I am trying to get through as many hyperparameter settings as I can, so I am not doing CVs for each randomized hyperparameter but rather looking at random hyperparameter settings for each fold. This allows me to go through a large number of hyperparameters while saving computational time and resources.

In [None]:
# Create a list to store best configurations and average validation losses per fold
best_config_per_fold = []

# Loop through the folds using StratifiedKFold
for fold, (train_idx, val_idx) in enumerate(skfold.split(train_dataset, labels[train_indices])):

    # Create data loaders for training and validation using the current fold indices
    train_loader, val_loader = create_train_val_loader(train_dataset, train_idx, val_idx, batch_size)

    # Create a list to store configurations and their corresponding average validation losses for this fold
    fold_configs = []

    # Try different random configurations for hyperparameters
    for _ in range(num_random_configs):
        # Initialize the best validation loss for the current configuration
        epoch_best_val_loss = float('inf')

        # Initialize a VGG16 model pre-trained on ImageNet
        model = models.vgg16(pretrained=True)

        # Randomly sample hyperparameters from the specified intervals
        random_config = {
            param: random.uniform(min_val, max_val) for param, (min_val, max_val) in param_search_space.items()
        }

        # Extract hyperparameters from the random configuration
        num_frozen_layers = int(random_config['num_frozen_layers'])
        learning_rate_pretrained = random_config['learning_rate_pretrained']
        learning_rate_new = random_config['learning_rate_new']
        weight_decay = random_config['weight_decay']
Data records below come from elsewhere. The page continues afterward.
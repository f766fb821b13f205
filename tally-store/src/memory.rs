use async_trait::async_trait;
use chrono::Utc;
use std::collections::HashMap;
use std::sync::atomic::{AtomicUsize, Ordering};
use std::sync::Arc;
use tokio::sync::RwLock;
use uuid::Uuid;
use tally_core::catalog::{missing_product_ids, CatalogError, Product, ProductCatalog};
use tally_core::repository::{MarkPaid, OrderRepository, PaymentRecord, StoreError};
use tally_core::{Order, OrderItem, OrderStatus, PaginationParams, StoredOrder};

/// A thread-safe in-memory order store.
///
/// Every trait method takes the write or read lock once, so each call is
/// atomic with respect to the others.
#[derive(Default, Clone)]
pub struct InMemoryOrderRepository {
    orders: Arc<RwLock<HashMap<Uuid, StoredOrder>>>,
}

impl InMemoryOrderRepository {
    pub fn new() -> Self {
        Self::default()
    }

    fn sorted(orders: &HashMap<Uuid, StoredOrder>, status: Option<OrderStatus>) -> Vec<Order> {
        let mut matching: Vec<Order> = orders
            .values()
            .map(|stored| &stored.order)
            .filter(|order| status.map_or(true, |s| order.status == s))
            .cloned()
            .collect();
        matching.sort_by(|a, b| a.created_at.cmp(&b.created_at).then(a.id.cmp(&b.id)));
        matching
    }
}

#[async_trait]
impl OrderRepository for InMemoryOrderRepository {
    async fn create_order(&self, order: &Order, items: &[OrderItem]) -> Result<(), StoreError> {
        let mut orders = self.orders.write().await;
        if orders.contains_key(&order.id) {
            return Err(StoreError::Backend(format!("duplicate order id {}", order.id)));
        }
        orders.insert(
            order.id,
            StoredOrder { order: order.clone(), items: items.to_vec(), receipt: None },
        );
        Ok(())
    }

    async fn count_orders(&self, status: Option<OrderStatus>) -> Result<u64, StoreError> {
        let orders = self.orders.read().await;
        Ok(orders
            .values()
            .filter(|stored| status.map_or(true, |s| stored.order.status == s))
            .count() as u64)
    }

    async fn list_orders(
        &self,
        status: Option<OrderStatus>,
        page: &PaginationParams,
    ) -> Result<Vec<Order>, StoreError> {
        let orders = self.orders.read().await;
        Ok(Self::sorted(&orders, status)
            .into_iter()
            .skip(usize::try_from(page.offset()).unwrap_or(usize::MAX))
            .take(page.limit as usize)
            .collect())
    }

    async fn get_order(&self, id: Uuid) -> Result<Option<StoredOrder>, StoreError> {
        let orders = self.orders.read().await;
        Ok(orders.get(&id).cloned())
    }

    async fn update_order_status(
        &self,
        id: Uuid,
        status: OrderStatus,
    ) -> Result<Option<Order>, StoreError> {
        let mut orders = self.orders.write().await;
        Ok(orders.get_mut(&id).map(|stored| {
            stored.order.status = status;
            stored.order.updated_at = Utc::now();
            stored.order.clone()
        }))
    }

    async fn mark_paid(&self, id: Uuid, payment: &PaymentRecord) -> Result<MarkPaid, StoreError> {
        let mut orders = self.orders.write().await;
        let Some(stored) = orders.get_mut(&id) else {
            return Ok(MarkPaid::NotFound);
        };
        if stored.receipt.is_some() {
            return Ok(MarkPaid::AlreadyPaid);
        }

        stored.order.status = OrderStatus::Paid;
        stored.order.paid = true;
        stored.order.paid_at = Some(payment.paid_at);
        stored.order.payment_reference = Some(payment.payment_reference.clone());
        stored.order.updated_at = Utc::now();
        stored.receipt = Some(payment.receipt.clone());
        Ok(MarkPaid::Applied)
    }
}

/// In-process product catalog for tests and local runs.
#[derive(Default, Clone)]
pub struct InMemoryCatalog {
    products: Arc<RwLock<HashMap<String, Product>>>,
    calls: Arc<AtomicUsize>,
}

impl InMemoryCatalog {
    pub fn new() -> Self {
        Self::default()
    }

    pub fn with_products(products: impl IntoIterator<Item = Product>) -> Self {
        let map = products.into_iter().map(|p| (p.id.clone(), p)).collect();
        Self {
            products: Arc::new(RwLock::new(map)),
            calls: Arc::default(),
        }
    }

    pub async fn insert(&self, product: Product) {
        self.products.write().await.insert(product.id.clone(), product);
    }

    pub async fn remove(&self, product_id: &str) {
        self.products.write().await.remove(product_id);
    }

    /// Number of validation requests served so far
    pub fn calls(&self) -> usize {
        self.calls.load(Ordering::SeqCst)
    }
}

#[async_trait]
impl ProductCatalog for InMemoryCatalog {
    async fn validate_products(&self, product_ids: &[String]) -> Result<Vec<Product>, CatalogError> {
        self.calls.fetch_add(1, Ordering::SeqCst);
        let products = self.products.read().await;

        let mut found: Vec<Product> = Vec::new();
        for id in product_ids {
            if let Some(product) = products.get(id) {
                if !found.iter().any(|p| &p.id == id) {
                    found.push(product.clone());
                }
            }
        }

        let missing = missing_product_ids(product_ids, &found);
        if !missing.is_empty() {
            return Err(CatalogError::UnknownProducts(missing));
        }
        Ok(found)
    }
}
        # Create an optimizer with the sampled hyperparameters
        optimizer = create_optimizer(model,
                                     learning_rate_pretrained=learning_rate_pretrained,
                                     learning_rate_new=learning_rate_new,
                                     weight_decay=weight_decay)

        # Print the current hyperparameter configuration
        print("Num Frozen Layers:", num_frozen_layers)
        print("Learning Rate Pretrained:", "{:.8f}".format(learning_rate_pretrained))
        print("Learning Rate New:", "{:.8f}".format(learning_rate_new))
        print("Weight Decay:", "{:.8f}".format(weight_decay))
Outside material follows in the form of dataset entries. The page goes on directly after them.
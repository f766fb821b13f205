use axum::{
    http::{Method, StatusCode},
    routing::get,
    Router,
};
use tower_http::cors::CorsLayer;
use tower_http::trace::TraceLayer;

pub mod error;
pub mod orders;
pub mod state;
pub mod webhooks;

pub use state::AppState;

pub fn app(state: AppState) -> Router {
    // CORS Middleware
    let cors = CorsLayer::new()
        .allow_origin(tower_http::cors::Any)
        .allow_methods([Method::GET, Method::POST, Method::PATCH, Method::OPTIONS])
        .allow_headers([
            axum::http::header::AUTHORIZATION,
            axum::http::header::CONTENT_TYPE,
            axum::http::header::USER_AGENT,
        ]);

    Router::new()
        .route("/health", get(health))
        .merge(orders::routes())
        .merge(webhooks::routes())
        .layer(cors)
        .layer(TraceLayer::new_for_http())
        .with_state(state)
}

async fn health() -> StatusCode {
    StatusCode::OK
}
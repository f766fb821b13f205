pub mod app_config;
pub mod database;
pub mod order_repo;
pub mod catalog_repo;
pub mod memory;

pub use database::DbClient;
pub use order_repo::StoreOrderRepository;
pub use catalog_repo::StoreProductCatalog;
pub use memory::{InMemoryCatalog, InMemoryOrderRepository};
        # Replace the last fully connected layer to match the binary classification task
        in_features = model.classifier[6].in_features
        model.classifier[6] = nn.Linear(in_features=4096, out_features=1)
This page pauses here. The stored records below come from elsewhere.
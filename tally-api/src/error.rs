use axum::{
    extract::rejection::{JsonRejection, PathRejection, QueryRejection},
    http::StatusCode,
    response::{IntoResponse, Response},
    Json,
};
use serde_json::json;
use tally_core::{ErrorClass, OrderError};

#[derive(Debug)]
pub enum AppError {
    Order(OrderError),
    BadRequest(String),
    Anyhow(anyhow::Error),
}

impl AppError {
    fn status_code(&self) -> StatusCode {
        match self {
            AppError::Order(OrderError::InvalidInput(_)) | AppError::BadRequest(_) => StatusCode::BAD_REQUEST,
            AppError::Order(OrderError::NotFound(_)) => StatusCode::NOT_FOUND,
            AppError::Order(OrderError::CollaboratorFailure(_)) => StatusCode::BAD_GATEWAY,
            AppError::Order(OrderError::PersistenceFailure(_)) | AppError::Anyhow(_) => {
                StatusCode::INTERNAL_SERVER_ERROR
            }
        }
    }
}

impl IntoResponse for AppError {
    fn into_response(self) -> Response {
        let status = self.status_code();
        let (class, message) = match self {
            AppError::Order(err) => {
                if err.class() == ErrorClass::ServerError {
                    tracing::error!("Request failed: {}", err);
                }
                (err.class(), err.message().to_string())
            }
            AppError::BadRequest(msg) => (ErrorClass::ClientError, msg),
            AppError::Anyhow(err) => {
                tracing::error!("Internal Server Error: {:#}", err);
                (ErrorClass::ServerError, "Internal Server Error".to_string())
            }
        };

        let body = Json(json!({
            "status": status.as_u16(),
            "error": class.as_str(),
            "message": message,
        }));

        (status, body).into_response()
    }
}

impl From<OrderError> for AppError {
    fn from(err: OrderError) -> Self {
        Self::Order(err)
    }
}

impl From<anyhow::Error> for AppError {
    fn from(err: anyhow::Error) -> Self {
        Self::Anyhow(err)
    }
}

impl From<JsonRejection> for AppError {
    fn from(rejection: JsonRejection) -> Self {
        Self::BadRequest(rejection.body_text())
    }
}

impl From<QueryRejection> for AppError {
    fn from(rejection: QueryRejection) -> Self {
        Self::BadRequest(rejection.body_text())
    }
}

impl From<PathRejection> for AppError {
    fn from(rejection: PathRejection) -> Self {
        Self::BadRequest(rejection.body_text())
    }
}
        # Freeze some layers based on the specified number
        for layer in model.features[:num_frozen_layers]:
            for param in layer.parameters():
                param.requires_grad = False

        # Lists to store current configuration's average training and validation losses
        current_config_avg_train_losses = []
        current_config_avg_val_losses = []

        # Train and validate the model for the specified number of epochs
        for epoch in range(num_epochs):
            avg_train_loss = training(model, device, train_loader, criterion, optimizer)
            avg_val_loss = testing(model, device, val_loader, criterion)

            print("Epoch:{}/{} AVG Training Loss:{:.6f} AVG Val Loss:{:.6f}".format(epoch + 1, num_epochs, avg_train_loss, avg_val_loss))

            # Update best validation loss and save model weights if necessary
            if avg_val_loss < epoch_best_val_loss:
                epoch_best_val_loss = avg_val_loss

            # Store current epoch's average training and validation losses
            current_config_avg_train_losses.append(avg_train_loss)
            current_config_avg_val_losses.append(avg_val_loss)

        # Store the configuration and its average validation loss for this fold
        fold_configs.append((random_config, np.mean(current_config_avg_val_losses)))

    # Find the best configuration with the lowest average validation loss for this fold
    fold_best_val_loss = float('inf')
    fold_best_config = None
    for config, avg_val_loss in fold_configs:
        if avg_val_loss < fold_best_val_loss:
            fold_best_val_loss = avg_val_loss
            fold_best_config = config

    # Store the best configuration and its associated average validation loss for this fold
    best_config_per_fold.append((fold_best_config, fold_best_val_loss))